It is an election season across some African countries. Nigeria has taken the lead to conduct its Presential and State elections within one month – amid heated controversies of corruption, conflicts and bigotry. According to local news, only 1,553 of the total 15,307 candidates who participated in the general elections were women. A decline from 2,968 female candidates in the 2019 elections. Only one woman, 44-year-old Chichi Ojei, contested for the presidency among 17 men.
But, 25 female governorship candidates contested on the platform of various political parties during the gubernatorial elections besides 415 male governorship candidates. None of these women came close to the finish line except Senator Aisha Dahiru Ahmed Binani of Adamawa State, who social media users have named the winner in an election the Independent National Electoral Commission (INEC) declared inconclusive.
Women are underrepresented at all levels of decision-making globally, but the situation is worse in Africa. Outside of politics, they are underrepresented across different sectors of life, despite making up half of the world’s population. If the gap is not reduced, the shortage of women in political offices will cost Africa a lot economically and socially in the future. The Organisation for Economic Co-operation and Development (OECD) projects that if women participated equally in the economy as men, it could add up to $28 trillion, or 26%, to the annual GDP by 2025. Africa has a high percentage of the world’s excluded women and could boost its GDP by fostering gender inclusion.
The continent needs more women at the decision-making table. The presence of women in top political offices could facilitate policies that would accelerate gender parity, thereby providing more women with equal opportunities to compete in the economy. “Women’s equal participation and leadership in political and public life are essential to achieving the Sustainable Development Goals by 2030,” wrote UN Women. However, there is doubt that the continent will achieve gender parity by 2030 at this pace.
Contributions of women leaders in African politics
In Africa’s historic years as a continent, 23 women have risen to the pinnacles of national politics as Presidents and Prime Ministers at sundry times- including Carmen Pereira’s 3 days presidential reign in Guinea Bissau in 1984. A number of these women were either appointed as ceremonial heads of state by the parliament or presidential selections, were either acting-president in a transition government or were vice presidents who stepped into office after the death of the elected president.
Only one, Ellen Johnson Sirleaf, former President of Liberia, was democratically elected president of an African country. She served for 12 years after a re-election that ushered her into her second tenure. Currently, Africa only has two female Presidents in Ethiopia and Tanzania, and five Prime Ministers in Namibia, Gabon, Togo, Uganda and Tunisia, respectively.
While most of these past female presidents were in office, they introduced commendable economic reforms that transformed the socioeconomic lives of their people.

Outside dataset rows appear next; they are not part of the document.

//! HTTP API server.
//!
//! Exposes the conversational pipeline and the ingestion run over a JSON
//! HTTP API.
//!
//! # Endpoints
//!
//! | Method   | Path | Description |
//! |----------|------|-------------|
//! | `POST`   | `/query` | Answer a question over the indexed corpus |
//! | `POST`   | `/ingest` | Run one ingestion pass |
//! | `GET`    | `/documents` | List ingested pages and their fingerprints |
//! | `DELETE` | `/documents/{page_id}` | Drop one page from the index |
//! | `GET`    | `/health` | Health check (returns version) |
//!
//! # Error Contract
//!
//! All error responses share one schema:
//!
//! ```json
//! { "error": { "code": "bad_request", "message": "question must not be empty" } }
//! ```
//!
//! Error codes: `bad_request` (400), `internal` (500).
//!
//! # CORS
//!
//! All origins, methods, and headers are permitted to support browser-based
//! clients.

use axum::{
    extract::{Path, State},
    http::StatusCode,
    response::{IntoResponse, Response},
    routing::{delete, get, post},
    Json, Router,
};
use serde::{Deserialize, Serialize};
use std::collections::BTreeMap;
use std::sync::Arc;
use tower_http::cors::{Any, CorsLayer};
use tracing::{error, info};

use crate::answer::ChatPipeline;
use crate::config::Config;
use crate::fetch::PageSource;
use crate::ingest::run_ingest;
use crate::registry::Registry;
use crate::store::SimilarityStore;

/// Shared application state passed to all route handlers.
#[derive(Clone)]
struct AppState {
    config: Arc<Config>,
    pipeline: Arc<ChatPipeline>,
    store: Arc<dyn SimilarityStore>,
    source: Arc<dyn PageSource>,
}

/// Starts the HTTP server on `[server].bind` and serves until the process
/// is terminated.
pub async fn run_server(
    config: &Config,
    source: Arc<dyn PageSource>,
    store: Arc<dyn SimilarityStore>,
    pipeline: Arc<ChatPipeline>,
) -> anyhow::Result<()> {
    let bind_addr = config.server.bind.clone();

    let state = AppState {
        config: Arc::new(config.clone()),
        pipeline,
        store,
        source,
    };

    let cors = CorsLayer::new()
        .allow_origin(Any)
        .allow_methods(Any)
        .allow_headers(Any);

    let app = Router::new()
        .route("/query", post(handle_query))
        .route("/ingest", post(handle_ingest))
        .route("/documents", get(handle_list_documents))
        .route("/documents/{page_id}", delete(handle_delete_document))
        .route("/health", get(handle_health))
        .layer(cors)
        .with_state(state);

    info!("server listening on http://{}", bind_addr);

    let listener = tokio::net::TcpListener::bind(&bind_addr).await?;
    axum::serve(listener, app).await?;

    Ok(())
}

// ============ Error response ============

#[derive(Serialize)]
struct ErrorBody {
    error: ErrorDetail,
}

#[derive(Serialize)]
struct ErrorDetail {
    code: String,
    message: String,
}

/// Internal error type that converts into an HTTP response.
struct AppError {
    status: StatusCode,
    code: String,
    message: String,
}

impl IntoResponse for AppError {
    fn into_response(self) -> Response {
        let body = ErrorBody {
            error: ErrorDetail {
                code: self.code,
                message: self.message,
            },
        };
        (self.status, Json(body)).into_response()
    }
}

fn bad_request(message: impl Into<String>) -> AppError {
    AppError {
        status: StatusCode::BAD_REQUEST,
        code: "bad_request".to_string(),
        message: message.into(),
    }
}

fn internal(message: impl Into<String>) -> AppError {
    AppError {
        status: StatusCode::INTERNAL_SERVER_ERROR,
        code: "internal".to_string(),
        message: message.into(),
    }
}

// ============ POST /query ============

#[derive(Deserialize)]
struct QueryRequest {
    #[serde(default)]
    question: String,
}

#[derive(Serialize)]
struct QueryResponse {
    answer: String,
}

/// Handler for `POST /query`. A blank question is a client error; everything
/// downstream degrades to the pipeline's fallback answer rather than a 500.
async fn handle_query(
    State(state): State<AppState>,
    Json(request): Json<QueryRequest>,
) -> Result<Json<QueryResponse>, AppError> {
    let question = request.question.trim();
    if question.is_empty() {
        return Err(bad_request("question must not be empty"));
    }

    let answer = state.pipeline.answer(question).await;
    Ok(Json(QueryResponse { answer }))
}

// ============ POST /ingest ============

#[derive(Deserialize, Default)]
struct IngestRequest {
    /// Space to ingest; the configured default when omitted.
    space_key: Option<String>,
}

#[derive(Serialize)]
struct IngestResponse {
    message: String,
    updated_count: usize,
}

/// Handler for `POST /ingest`. A fetch failure is the one condition that
/// surfaces as a 500; per-page failures are absorbed by the run itself.
async fn handle_ingest(
    State(state): State<AppState>,
    Json(request): Json<IngestRequest>,
) -> Result<Json<IngestResponse>, AppError> {
    let space_key = request
        .space_key
        .unwrap_or_else(|| state.config.wiki.space_key.clone());

    let outcome = run_ingest(
        &state.config,
        &space_key,
        state.source.as_ref(),
        state.store.clone(),
    )
    .await
    .map_err(|e| {
        error!(error = format!("{e:#}"), "ingestion run failed");
        internal(format!("ingestion failed: {e:#}"))
    })?;

    Ok(Json(IngestResponse {
        message: format!("Ingestion complete for space '{}'", space_key),
        updated_count: outcome.updated,
    }))
}

// ============ GET /documents ============

#[derive(Serialize)]
struct DocumentsResponse {
    documents: BTreeMap<String, String>,
}

/// Handler for `GET /documents`. Returns the registry as a flat
/// `page_id -> fingerprint` map.
async fn handle_list_documents(
    State(state): State<AppState>,
) -> Result<Json<DocumentsResponse>, AppError> {
    let registry = Registry::load(&state.config.registry.path)
        .map_err(|e| internal(format!("failed to load registry: {e:#}")))?;

    Ok(Json(DocumentsResponse {
        documents: registry.entries().clone(),
    }))
}

// ============ DELETE /documents/{page_id} ============

#[derive(Serialize)]
struct DeleteResponse {
    message: String,
}

/// Handler for `DELETE /documents/{page_id}`. Drops the page's chunks from
/// the store and its registry entry, so the next ingestion run re-embeds it.
async fn handle_delete_document(
    State(state): State<AppState>,
    Path(page_id): Path<String>,
) -> Result<Json<DeleteResponse>, AppError> {
    if page_id.trim().is_empty() {
        return Err(bad_request("page_id must not be empty"));
    }

    state.store.delete_by_page(&page_id).await;

    let registry_path = &state.config.registry.path;
    let mut registry = Registry::load(registry_path)
        .map_err(|e| internal(format!("failed to load registry: {e:#}")))?;
    if registry.remove(&page_id) {
        registry
            .save(registry_path)
            .map_err(|e| internal(format!("failed to persist registry: {e:#}")))?;
    }

    Ok(Json(DeleteResponse {
        message: format!("Page '{}' removed from the index", page_id),
    }))
}

// ============ GET /health ============

#[derive(Serialize)]
struct HealthResponse {
    status: String,
    version: String,
}

async fn handle_health() -> Json<HealthResponse> {
    Json(HealthResponse {
        status: "ok".to_string(),
        version: env!("CARGO_PKG_VERSION").to_string(),
    })
}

Africa has failed to realise that it needs more women in top governmental positions, especially as some countries battle one form of conflict over another. According to the United Nations Women, women demonstrate political leadership by working across party lines through parliamentary women’s caucuses—even in the most volatile political environments.
Sylvie Kinigi posed a perfect example when she became Prime Minister and, later, President of Burundi at a time when the Tutsis and Hutus opposition groups violently fought each other following a coup that would later incite a civil war. She pursued a constitutional reform that later installed new leaders from the two ethnic groups to contain the ethnic tensions brewing in the country. That was because she understood that Burundi was not mature for democracy at independence, given ethnic tensions.

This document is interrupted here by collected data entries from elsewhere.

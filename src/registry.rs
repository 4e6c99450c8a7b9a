//! Content fingerprinting and the ingestion registry.
//!
//! The registry is the single source of truth for "has this content already
//! been indexed": a durable mapping from page id to the SHA-256 digest of the
//! page's cleaned text. It is loaded once at the start of an ingestion run,
//! merged in memory by a single writer after the per-page tasks finish, and
//! persisted once at the end, atomically via write-to-temp-then-rename, so
//! a crash mid-run can never corrupt the previously persisted state.

use anyhow::{Context, Result};
use sha2::{Digest, Sha256};
use std::collections::BTreeMap;
use std::fs;
use std::path::Path;

/// Compute the content fingerprint of a page's cleaned text.
pub fn fingerprint(text: &str) -> String {
    let mut hasher = Sha256::new();
    hasher.update(text.as_bytes());
    format!("{:x}", hasher.finalize())
}

/// Durable mapping `page_id -> content fingerprint`.
///
/// An entry exists iff that page has been embedded at least once. On disk
/// this is a flat JSON object, the same shape the store has always used.
#[derive(Debug, Clone, Default)]
pub struct Registry {
    entries: BTreeMap<String, String>,
}

impl Registry {
    /// Load the registry from `path`. A missing file is an empty registry,
    /// not an error.
    pub fn load(path: &Path) -> Result<Self> {
        if !path.exists() {
            return Ok(Self::default());
        }
        let raw = fs::read_to_string(path)
            .with_context(|| format!("reading registry file {}", path.display()))?;
        let entries = serde_json::from_str(&raw)
            .with_context(|| format!("parsing registry file {}", path.display()))?;
        Ok(Self { entries })
    }

    /// Persist the registry to `path`, all-or-nothing.
    ///
    /// Writes to a sibling temp file and renames it into place, so readers
    /// only ever observe the old contents or the new contents in full.
    pub fn save(&self, path: &Path) -> Result<()> {
        if let Some(parent) = path.parent() {
            if !parent.as_os_str().is_empty() {
                fs::create_dir_all(parent)
                    .with_context(|| format!("creating registry directory {}", parent.display()))?;
            }
        }

        let tmp = path.with_extension("tmp");
        let body = serde_json::to_vec_pretty(&self.entries)?;
        fs::write(&tmp, body)
            .with_context(|| format!("writing registry temp file {}", tmp.display()))?;
        fs::rename(&tmp, path)
            .with_context(|| format!("replacing registry file {}", path.display()))?;
        Ok(())
    }

    /// The last-known fingerprint for a page, if it was ever embedded.
    pub fn hash_for(&self, page_id: &str) -> Option<&str> {
        self.entries.get(page_id).map(String::as_str)
    }

    /// Record (or overwrite) the fingerprint for a page.
    pub fn record(&mut self, page_id: String, hash: String) {
        self.entries.insert(page_id, hash);
    }

    /// Drop a page's entry. Returns whether it existed.
    pub fn remove(&mut self, page_id: &str) -> bool {
        self.entries.remove(page_id).is_some()
    }

    pub fn len(&self) -> usize {
        self.entries.len()
    }

    pub fn is_empty(&self) -> bool {
        self.entries.is_empty()
    }

    pub fn entries(&self) -> &BTreeMap<String, String> {
        &self.entries
    }
}

#[cfg(test)]
mod tests {
    use super::*;
    use tempfile::TempDir;

    #[test]
    fn test_fingerprint_is_deterministic_hex() {
        let a = fingerprint("some cleaned text");
        let b = fingerprint("some cleaned text");
        assert_eq!(a, b);
        assert_eq!(a.len(), 64);
        assert!(a.chars().all(|c| c.is_ascii_hexdigit()));
    }

    #[test]
    fn test_fingerprint_differs_on_change() {
        assert_ne!(fingerprint("v1"), fingerprint("v2"));
    }

    #[test]
    fn test_load_missing_file_is_empty() {
        let tmp = TempDir::new().unwrap();
        let registry = Registry::load(&tmp.path().join("absent.json")).unwrap();
        assert!(registry.is_empty());
    }

    #[test]
    fn test_save_load_roundtrip() {
        let tmp = TempDir::new().unwrap();
        let path = tmp.path().join("registry.json");

        let mut registry = Registry::default();
        registry.record("123".to_string(), fingerprint("body one"));
        registry.record("456".to_string(), fingerprint("body two"));
        registry.save(&path).unwrap();

        let reloaded = Registry::load(&path).unwrap();
        assert_eq!(reloaded.len(), 2);
        assert_eq!(reloaded.hash_for("123"), Some(fingerprint("body one").as_str()));
    }

    #[test]
    fn test_remove_reports_presence() {
        let mut registry = Registry::default();
        registry.record("1".to_string(), "abc".to_string());
        assert!(registry.remove("1"));
        assert!(!registry.remove("1"));
        assert!(registry.is_empty());
    }

    #[test]
    fn test_save_leaves_no_temp_file() {
        let tmp = TempDir::new().unwrap();
        let path = tmp.path().join("registry.json");

        let mut registry = Registry::default();
        registry.record("1".to_string(), "abc".to_string());
        registry.save(&path).unwrap();

        assert!(path.exists());
        assert!(!path.with_extension("tmp").exists());
    }

    #[test]
    fn test_save_creates_parent_directories() {
        let tmp = TempDir::new().unwrap();
        let path = tmp.path().join("nested").join("dir").join("registry.json");

        Registry::default().save(&path).unwrap();
        assert!(path.exists());
    }

    #[test]
    fn test_unsaved_mutations_do_not_touch_disk() {
        let tmp = TempDir::new().unwrap();
        let path = tmp.path().join("registry.json");

        let mut registry = Registry::default();
        registry.record("1".to_string(), "old".to_string());
        registry.save(&path).unwrap();
        let before = std::fs::read_to_string(&path).unwrap();

        // Mutate in memory only: the file must be byte-identical.
        let mut reloaded = Registry::load(&path).unwrap();
        reloaded.record("2".to_string(), "new".to_string());
        let after = std::fs::read_to_string(&path).unwrap();
        assert_eq!(before, after);
    }
}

Another great example is Ellen Johnson Sirleaf, former President of Liberia, who worked hard to cancel the country’s entire external debt of $4.9 billion in 2006 when she came into power. Furthermore, she established laws to curb future debt by restricting annual borrowing to 3% of GDP and limiting the expenditure of all borrowed funds to one-off infrastructure projects.

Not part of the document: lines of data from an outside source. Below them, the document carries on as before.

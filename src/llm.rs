//! Chat completion client.
//!
//! [`AnswerSynthesizer`] is the seam the conversational pipeline depends on;
//! [`OpenAiChat`] is the OpenAI-compatible implementation (`POST
//! {api_base}/chat/completions`, `OPENAI_API_KEY` from the environment).
//! Transient failures retry with the same backoff policy the embedding
//! clients use: 429 and 5xx retry, other 4xx fail immediately.

use anyhow::Result;
use async_trait::async_trait;
use serde::Serialize;
use std::time::Duration;

use crate::config::LlmConfig;
use crate::embed::post_json_with_retry;

/// One message in a chat completion request.
#[derive(Debug, Clone, Serialize)]
pub struct ChatMessage {
    pub role: String,
    pub content: String,
}

impl ChatMessage {
    pub fn system(content: impl Into<String>) -> Self {
        Self {
            role: "system".to_string(),
            content: content.into(),
        }
    }

    pub fn user(content: impl Into<String>) -> Self {
        Self {
            role: "user".to_string(),
            content: content.into(),
        }
    }

    pub fn assistant(content: impl Into<String>) -> Self {
        Self {
            role: "assistant".to_string(),
            content: content.into(),
        }
    }
}

/// Produces an answer from a fully assembled message sequence.
#[async_trait]
pub trait AnswerSynthesizer: Send + Sync {
    async fn complete(&self, messages: &[ChatMessage]) -> Result<String>;
}

/// OpenAI-compatible chat completion client.
pub struct OpenAiChat {
    client: reqwest::Client,
    config: LlmConfig,
}

impl OpenAiChat {
    pub fn new(config: LlmConfig) -> Result<Self> {
        let client = reqwest::Client::builder()
            .timeout(Duration::from_secs(config.timeout_secs))
            .build()?;
        Ok(Self { client, config })
    }
}

#[async_trait]
impl AnswerSynthesizer for OpenAiChat {
    async fn complete(&self, messages: &[ChatMessage]) -> Result<String> {
        let api_key = std::env::var("OPENAI_API_KEY")
            .map_err(|_| anyhow::anyhow!("OPENAI_API_KEY not set"))?;

        let url = format!(
            "{}/chat/completions",
            self.config.api_base.trim_end_matches('/')
        );
        let body = serde_json::json!({
            "model": self.config.model,
            "messages": messages,
            "temperature": self.config.temperature,
        });

        let json = post_json_with_retry(
            &self.client,
            &url,
            Some(&api_key),
            &body,
            self.config.max_retries,
            "Chat completion",
        )
        .await?;

        parse_completion(&json)
    }
}

fn parse_completion(json: &serde_json::Value) -> Result<String> {
    let content = json
        .get("choices")
        .and_then(|c| c.as_array())
        .and_then(|c| c.first())
        .and_then(|c| c.get("message"))
        .and_then(|m| m.get("content"))
        .and_then(|c| c.as_str())
        .ok_or_else(|| anyhow::anyhow!("Invalid completion response: missing message content"))?;

    Ok(content.trim().to_string())
}

#[cfg(test)]
mod tests {
    use super::*;

    #[test]
    fn test_chat_message_roles() {
        assert_eq!(ChatMessage::system("a").role, "system");
        assert_eq!(ChatMessage::user("b").role, "user");
        assert_eq!(ChatMessage::assistant("c").role, "assistant");
    }

    #[test]
    fn test_parse_completion_trims_content() {
        let json = serde_json::json!({
            "choices": [
                { "message": { "role": "assistant", "content": "  The answer.\n" } }
            ]
        });
        assert_eq!(parse_completion(&json).unwrap(), "The answer.");
    }

    #[test]
    fn test_parse_completion_rejects_empty_choices() {
        let json = serde_json::json!({ "choices": [] });
        assert!(parse_completion(&json).is_err());
    }

    #[test]
    fn test_messages_serialize_for_the_api() {
        let msgs = vec![ChatMessage::system("s"), ChatMessage::user("q")];
        let json = serde_json::to_value(&msgs).unwrap();
        assert_eq!(json[0]["role"], "system");
        assert_eq!(json[1]["content"], "q");
    }
}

In 2019, during the appointment of Zainab Ahmed, Nigeria’s Minister of Finance President Muhammadu Buhari said that he places women in strategic positions in his government, like the financial sector, to ensure effective management of limited resources available and promote a stronger sense of inclusiveness. According to him, he preferred women to oversee the economic and financial hub of the country because they can readily deploy their experience in aligning resources with the needs of the country. This asserts the need for more female technocrats with local and international experience to compete for top political positions to grant them access to run the economy.
President Samia Suluhu is another example of the positive effect a woman can have on an economy. When President Hassan Assumed office in 2021, she planned to make Tanzania an industrial hub. Thus she opened up the economy for investments to stimulate economic growth. Last year, The Citizen reported that the Tanzania Investment Center (TIC) registered 132 investment projects esteemed at $3.16 billion from July to November 2022. The agency had attributed the investment growth to the president’s pro-business approach and emphasis on economic diplomacy. The gender gap in African politic trickles down to all other sectors of the economy, But Africa can be more if women occupy top political offices.